9.01.2009

Indie Music and publishing

Over the weekend I read through Bill Wasik's And Then There's This: How Stories Live and Die in Viral Culture, which ended up being another title in a long line of books that try to grasp the push and pull of 21st Century culture. It expands upon the birth and growth of memes and fits on the bookshelf stocked with titles like The Tipping Point, Freakonomics, The Wisdom of Crowds, The Black Swan, and Here Comes Everybody.


The second chapter of the book covers Indie rock and how most new bands have become disposable. Throughout the chapter Wasik follows the hot bands of 2006 knowing full well they would disappear as quickly as people became aware of them (these bands fits the thesis of the book perfectly, and therefore, made a great case study). He follows the North Carolina group the Annuals (who it turns out have 2 albums and a handful of eps available) as well as Peter Bjorn and John.

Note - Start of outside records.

//! Lexical extraction over raw HTML text.
//!
//! `scanner` is a lightweight, non-validating tag scanner; `placeholder`
//! finds the data-binding markers that must survive an edit. Neither builds
//! a DOM.

pub mod placeholder;
pub mod scanner;

pub use placeholder::extract_placeholders;
pub use scanner::{scan_tags, Attr, Tag};
//! Best-effort HTML sanitizer for LLM-edited documents.
//!
//! Removes the executable constructs the integrity checker flags: script
//! and iframe elements, inline event handlers, `javascript:` URLs, and CSS
//! `expression(...)` calls. Idempotent: sanitizing already-clean output is
//! a byte-identical no-op, so the fallback path can run unconditionally.
//! Constructs outside these families pass through untouched.

use lazy_static::lazy_static;
use regex::Regex;

use crate::extractors::{scan_tags, Tag};

lazy_static! {
    static ref SCRIPT_BLOCK_RE: Regex =
        Regex::new(r"(?is)<\s*script\b[^>]*>.*?<\s*/\s*script\s*>").unwrap();
    static ref SCRIPT_ORPHAN_RE: Regex =
        Regex::new(r"(?i)<\s*/?\s*script\b[^>]*>").unwrap();
    static ref IFRAME_BLOCK_RE: Regex =
        Regex::new(r"(?is)<\s*iframe\b[^>]*>.*?<\s*/\s*iframe\s*>").unwrap();
    static ref IFRAME_ORPHAN_RE: Regex =
        Regex::new(r"(?i)<\s*/?\s*iframe\b[^>]*>").unwrap();
    static ref EVENT_ATTR_RE: Regex = Regex::new(r"^on[a-z]+$").unwrap();
    static ref EXPRESSION_RE: Regex = Regex::new(r"(?i)expression\s*\([^)]*\)").unwrap();
    static ref STYLE_BLOCK_RE: Regex =
        Regex::new(r"(?is)(<style\b[^>]*>)(.*?)(</style\s*>)").unwrap();
}

/// Strip recognized executable content from the document.
pub fn sanitize_html(html: &str) -> String {
    let html = strip_executable_elements(html);
    let html = rewrite_tags(&html);
    clean_style_blocks(&html)
}

/// Removing one element can splice its neighbors into a new tag token
/// (`<scr` + stripped block + `ipt>`), so the pass repeats until the text
/// stops changing. Each pass only ever shortens the string, so the loop
/// terminates.
fn strip_executable_elements(html: &str) -> String {
    let mut current = html.to_string();
    loop {
        let pass = SCRIPT_BLOCK_RE.replace_all(&current, "");
        let pass = SCRIPT_ORPHAN_RE.replace_all(&pass, "");
        let pass = IFRAME_BLOCK_RE.replace_all(&pass, "");
        let pass = IFRAME_ORPHAN_RE.replace_all(&pass, "");
        if pass == current {
            return current;
        }
        current = pass.into_owned();
    }
}

/// Rebuild only the tags that carry a risky attribute; every other byte of
/// the document is left exactly as it arrived.
fn rewrite_tags(html: &str) -> String {
    let edits: Vec<(usize, usize, String)> = scan_tags(html)
        .iter()
        .filter(|tag| tag_needs_rewrite(tag))
        .map(|tag| (tag.start, tag.end, rebuild_tag(tag)))
        .collect();

    if edits.is_empty() {
        return html.to_string();
    }

    let mut out = html.to_string();
    for (start, end, replacement) in edits.into_iter().rev() {
        out.replace_range(start..end, &replacement);
    }
    out
}

fn tag_needs_rewrite(tag: &Tag<'_>) -> bool {
    tag.attrs.iter().any(|attr| {
        EVENT_ATTR_RE.is_match(&attr.name)
            || (is_url_attr(&attr.name) && attr.value.as_deref().is_some_and(is_javascript_url))
            || (attr.name == "style"
                && attr.value.as_deref().is_some_and(|v| EXPRESSION_RE.is_match(v)))
    })
}

fn is_url_attr(name: &str) -> bool {
    name == "href" || name == "src"
}

/// Whitespace inside the scheme is a known filter-evasion trick, so the
/// check compacts the value before comparing.
fn is_javascript_url(value: &str) -> bool {
    let compact: String = value
        .chars()
        .filter(|c| !c.is_whitespace())
        .collect::<String>()
        .to_lowercase();
    compact.starts_with("javascript:")
}

fn rebuild_tag(tag: &Tag<'_>) -> String {
    let mut out = String::with_capacity(tag.raw.len());
    out.push('<');
    out.push_str(&tag.name);

    for attr in &tag.attrs {
        if EVENT_ATTR_RE.is_match(&attr.name) {
            continue;
        }
        out.push(' ');
        if is_url_attr(&attr.name) && attr.value.as_deref().is_some_and(is_javascript_url) {
            out.push_str(&attr.name);
            out.push_str("=\"#\"");
        } else if attr.name == "style"
            && attr.value.as_deref().is_some_and(|v| EXPRESSION_RE.is_match(v))
        {
            let cleaned = EXPRESSION_RE.replace_all(attr.value.as_deref().unwrap_or(""), "");
            out.push_str(&quote_attr("style", &cleaned));
        } else {
            out.push_str(&attr.raw);
        }
    }

    if tag.self_closing {
        out.push_str(" /");
    }
    out.push('>');
    out
}

fn quote_attr(name: &str, value: &str) -> String {
    if value.contains('"') {
        format!("{name}='{value}'")
    } else {
        format!("{name}=\"{value}\"")
    }
}

fn clean_style_blocks(html: &str) -> String {
    STYLE_BLOCK_RE
        .replace_all(html, |caps: &regex::Captures<'_>| {
            format!(
                "{}{}{}",
                &caps[1],
                EXPRESSION_RE.replace_all(&caps[2], ""),
                &caps[3]
            )
        })
        .to_string()
}


// ============================================================================
// PROPERTY TESTS - Fuzz testing for the sanitizer
// ============================================================================

#[cfg(test)]
mod proptests {
    use super::*;
    use proptest::prelude::*;

    proptest! {
        /// Property: sanitization never panics on arbitrary input
        #[test]
        fn sanitize_no_panic(html in "\\PC*") {
            let _ = sanitize_html(&html);
        }

        /// Property: sanitization is idempotent
        #[test]
        fn sanitize_idempotent(html in "\\PC{0,500}") {
            let once = sanitize_html(&html);
            prop_assert_eq!(sanitize_html(&once), once);
        }

        /// Property: sanitized output never contains a script open tag
        #[test]
        fn sanitized_output_is_script_free(html in "\\PC{0,500}") {
            let out = sanitize_html(&html).to_lowercase();
            prop_assert!(!out.contains("<script"));
        }
    }
}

Wasik spends the chapter deep in rock snob territory, name-checking pitchfork media, SXSW, CMJ, tapes 'n tapes, Clap Your Hands Say Yeah (a bands I couldn't remember why I had their MP3s until I heard them and remembered it was the band that sounded like David Byrne, but I quickly grew tired of and returned to listening to the Talking Head and David Byrne albums I have), add hip band of 2006 in here. So, why do I keep thinking back to this chapter? Is it because I've been spending time at home rearranging my music and I keep finding these odd songs here and there that I have no idea what they are (hint: I take a listen and end up filing them in the random Indie Rock folder I created. See: Clap Your Hands Say Yeah). It's funny because I can identify most of the other stray artists and put them in the right folder (and we're talking about a mix of artists I pulled from someone's 78 collection posted online as well as old country and remnants of an obsession with bollywood). But why has this happened to indie rock? It wasn't always this way. I remember bands in the 90s making at least two or three albums before disappearing (I know there were tons of bands that made a blip and left, but they still seemed to have some fan base that would listen to them for years after the fact. I still want to find a copy of Bash and Pop's album). But I digress. Maybe Bill Wasik's theory about the indie rock scene is right, it's not the bands but the audience. We've become so accustom to instant new music we don't stick around to develop a taste for any one band.

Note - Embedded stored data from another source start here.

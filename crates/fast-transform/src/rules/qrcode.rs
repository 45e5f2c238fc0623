//! Inline SVG QR code.

use lazy_static::lazy_static;
use qrcode::render::svg;
use qrcode::QrCode;
use regex::Regex;
use tracing::warn;

use crate::anchors::{escape_html, insert_content_block};
use crate::catalog::Applied;

pub const MARKER: &str = "glyph-qrcode";

/// Payload used when the prompt carries no URL.
const DEFAULT_PAYLOAD: &str = "https://glyph.you";

lazy_static! {
    static ref RECOGNIZE_RE: Regex = Regex::new(r"(?i)\bqr\b").unwrap();
    static ref URL_RE: Regex = Regex::new(r#"https?://[^\s"'<>]+"#).unwrap();
}

pub fn recognize(prompt: &str) -> bool {
    RECOGNIZE_RE.is_match(prompt)
}

pub fn applied(html: &str) -> bool {
    html.contains(MARKER)
}

fn payload(prompt: &str) -> String {
    URL_RE
        .find(prompt)
        .map(|m| m.as_str().trim_end_matches(['.', ',', ';', ')']).to_string())
        .unwrap_or_else(|| DEFAULT_PAYLOAD.to_string())
}

pub fn apply(html: &str, prompt: &str) -> Applied {
    let url = payload(prompt);
    let body = match QrCode::new(url.as_bytes()) {
        Ok(code) => code
            .render::<svg::Color>()
            .min_dimensions(120, 120)
            .quiet_zone(true)
            .build(),
        // Oversized or otherwise unencodable payload: degrade to a plain
        // link box so the document still carries the destination.
        Err(err) => {
            warn!(%url, error = %err, "QR encoding failed, inserting link box");
            format!(
                "<a href=\"{0}\" style=\"display: inline-block; padding: 8px; \
                 border: 1px solid #333;\">{0}</a>",
                escape_html(&url)
            )
        }
    };
    let fragment = format!("<div class=\"{MARKER}\" style=\"margin: 16px 0;\">{body}</div>\n");
    Applied {
        html: insert_content_block(html, &fragment),
        change: format!("Added QR code linking to {url}"),
    }
}
use std::collections::{BTreeMap, BTreeSet};

#[derive(Debug, Clone, Copy, PartialEq, Eq, serde::Serialize, serde::Deserialize)]
pub enum Severity {
    Critical,
    Warning,
    Info,
}

/// Category assigned to a rejected instruction.
#[derive(Debug, Clone, Copy, PartialEq, Eq, serde::Serialize, serde::Deserialize)]
#[serde(rename_all = "snake_case")]
pub enum PromptCategory {
    Injection,
    DataTampering,
    Destructive,
    ExecutableContent,
    UnprofessionalContent,
}

#[derive(Debug, Clone, PartialEq, Eq, serde::Serialize, serde::Deserialize)]
pub struct TextPosition {
    pub start_offset: usize, // Character offset in the document text
    pub end_offset: usize,   // End character offset
}

#[derive(Debug, Clone, serde::Serialize, serde::Deserialize)]
pub struct Violation {
    pub rule: String, // e.g., "placeholder.field-missing"
    pub severity: Severity,
    pub message: String,
    pub text_snippet: Option<String>,
    pub text_position: Option<TextPosition>, // Position for highlighting
}

/// Outcome of a prompt-level or output-level validation pass.
#[derive(Debug, Clone, serde::Serialize, serde::Deserialize)]
pub struct ValidationVerdict {
    pub valid: bool,
    pub category: Option<PromptCategory>,
    pub violations: Vec<Violation>,
}

impl ValidationVerdict {
    /// A passing verdict. `valid == true` always carries an empty violation list.
    pub fn pass() -> Self {
        Self {
            valid: true,
            category: None,
            violations: Vec::new(),
        }
    }

    /// A prompt-level rejection with its category and the matched rule.
    pub fn reject(category: PromptCategory, violation: Violation) -> Self {
        Self {
            valid: false,
            category: Some(category),
            violations: vec![violation],
        }
    }

    /// An output-level verdict. Category is never set for output checks.
    pub fn from_violations(violations: Vec<Violation>) -> Self {
        Self {
            valid: violations.is_empty(),
            category: None,
            violations,
        }
    }
}

/// Advisory result for instructions that imply reordering or regrouping data.
/// Never blocks; the caller decides whether to surface the warning.
#[derive(Debug, Clone, serde::Serialize, serde::Deserialize)]
pub struct StructuralAdvisory {
    pub is_structural: bool,
    pub warning: Option<String>,
}

/// Open/close presence for one repeated-section marker name.
#[derive(Debug, Clone, Copy, Default, PartialEq, Eq, serde::Serialize, serde::Deserialize)]
pub struct SectionMarkers {
    pub open: bool,
    pub close: bool,
}

/// The data-binding markers found in one document.
///
/// BTree containers keep ordering and equality deterministic, so extracting
/// twice from the same document yields an identical set.
#[derive(Debug, Clone, Default, PartialEq, Eq, serde::Serialize, serde::Deserialize)]
pub struct PlaceholderSet {
    pub fields: BTreeSet<String>,
    pub sections: BTreeMap<String, SectionMarkers>,
    pub regions: BTreeSet<String>,
}

impl PlaceholderSet {
    /// Section names with both an open and a close marker present.
    pub fn complete_sections(&self) -> BTreeSet<String> {
        self.sections
            .iter()
            .filter(|(_, m)| m.open && m.close)
            .map(|(name, _)| name.clone())
            .collect()
    }

    pub fn is_empty(&self) -> bool {
        self.fields.is_empty() && self.sections.is_empty() && self.regions.is_empty()
    }
}

/// Combined verdict for one modification request.
///
/// `output_valid` is present only when the prompt passed and a candidate
/// document was supplied. `sanitized_html` is present only when the output
/// check failed, giving the caller a safe-but-imperfect fallback.
#[derive(Debug, Clone, serde::Serialize, serde::Deserialize)]
pub struct GuardrailsResult {
    pub prompt_valid: bool,
    pub category: Option<PromptCategory>,
    pub output_valid: Option<bool>,
    pub violations: Vec<Violation>,
    pub sanitized_html: Option<String>,
    pub checked_at: u64,
}

/// Result of a deterministic no-LLM edit.
#[derive(Debug, Clone, serde::Serialize, serde::Deserialize)]
pub struct FastTransformResult {
    pub transformed: bool,
    pub html: String,
    pub changes: Vec<String>,
}

impl FastTransformResult {
    /// The declined result: the input document passes through byte-identical.
    pub fn unchanged(html: &str) -> Self {
        Self {
            transformed: false,
            html: html.to_string(),
            changes: Vec::new(),
        }
    }
}

#[cfg(test)]
mod tests {
    use super::*;

    #[test]
    fn test_pass_verdict_has_no_violations() {
        let verdict = ValidationVerdict::pass();
        assert!(verdict.valid);
        assert!(verdict.category.is_none());
        assert!(verdict.violations.is_empty());
    }

    #[test]
    fn test_from_violations_sets_valid_flag() {
        let empty = ValidationVerdict::from_violations(Vec::new());
        assert!(empty.valid);

        let failing = ValidationVerdict::from_violations(vec![Violation {
            rule: "security.script-tag".to_string(),
            severity: Severity::Critical,
            message: "Script tag detected".to_string(),
            text_snippet: None,
            text_position: None,
        }]);
        assert!(!failing.valid);
        assert!(failing.category.is_none());
    }

    #[test]
    fn test_complete_sections_requires_both_markers() {
        let mut set = PlaceholderSet::default();
        set.sections.insert(
            "lineItems".to_string(),
            SectionMarkers {
                open: true,
                close: true,
            },
        );
        set.sections.insert(
            "orphan".to_string(),
            SectionMarkers {
                open: true,
                close: false,
            },
        );

        let complete = set.complete_sections();
        assert!(complete.contains("lineItems"));
        assert!(!complete.contains("orphan"));
    }

    #[test]
    fn test_prompt_category_serializes_snake_case() {
        let json = serde_json::to_string(&PromptCategory::DataTampering).unwrap();
        assert_eq!(json, "\"data_tampering\"");
    }
}
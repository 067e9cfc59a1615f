//! Hotspot controller abstraction
//!
//! The portal talks to the controller through the `LhmController` trait so
//! the authorization flow does not depend on a live appliance.

pub mod sonicwall;

pub use sonicwall::SonicWallController;

use crate::models::CallbackPayload;
use anyhow::Result;
use async_trait::async_trait;

#[cfg(test)]
use mockall::automock;

/// Server-to-server side of the LHM handshake
#[cfg_attr(test, automock)]
#[async_trait]
pub trait LhmController: Send + Sync {
    /// POST the callback payload to `url` and return the raw reply body
    async fn authorize(&self, url: &str, payload: &CallbackPayload) -> Result<String>;
}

The chapter also focuses on how we treat authors the same way. All the young authors are treated as flavors of the month and not taken as seriously as established authors like John Updike and Philip Roth. I'm going to skip the issues I have with using a poll from the New York Times Book Review to show preference for older authors, and just point out that these young bucks that the author identifies are David Foster Wallace, Zadie Smith, William T. Vollman, Michael Chabon, Jonathan Lethem, Rick Moody, etc. You know authors who have received some of the highest advances from publishers, have movies of their works, and have received grants awards etc over the past 10 years. Yes these authors may not be viewed on the same level as Morrison, Updike and Roth by the writers, critics and editors that the New York Times Book Review decided were prominent, but they still are well known in the literary world. We're still talking The Police, Pearl Jam, Nirvana, Phish to The Beatles, Rolling Stones and the Who (we will also ignore that most of the discussion on literature, music and memes takes place in the trapping of upper class hip urban and suburban centers or what most media still considers the mainstream consumer).


So the point of this ramble is that you know what we need a new model that allows young writers to be discovered, consumed and forgotten. The literary magazines aren't strong enough to do it themselves. We need a MySpace of literature (as much as it pains me to write that), some place all of those hundreds of MFA students in programs around the country can share ideas and stories and find an audience. Something for literary fiction the same as the resources out there for science and speculative fiction. If there is something already out there (and not livejournal or blogs or any site that keeps stories by different authors separated) then let me know. And before you sneer yes I understand that authors will never have the same model as bands because reading is no longer in fashion with most people, except for those Twillight, Harry Potter things that everyone reads. Besides we might see a revitalization in reading in the mainstream if e -reading devices and book clubs continue to be cool (or have we started to adopt "off the chain" now? I don't remember. I'm just going to go back to waiting for The Beatles to be relevant again.)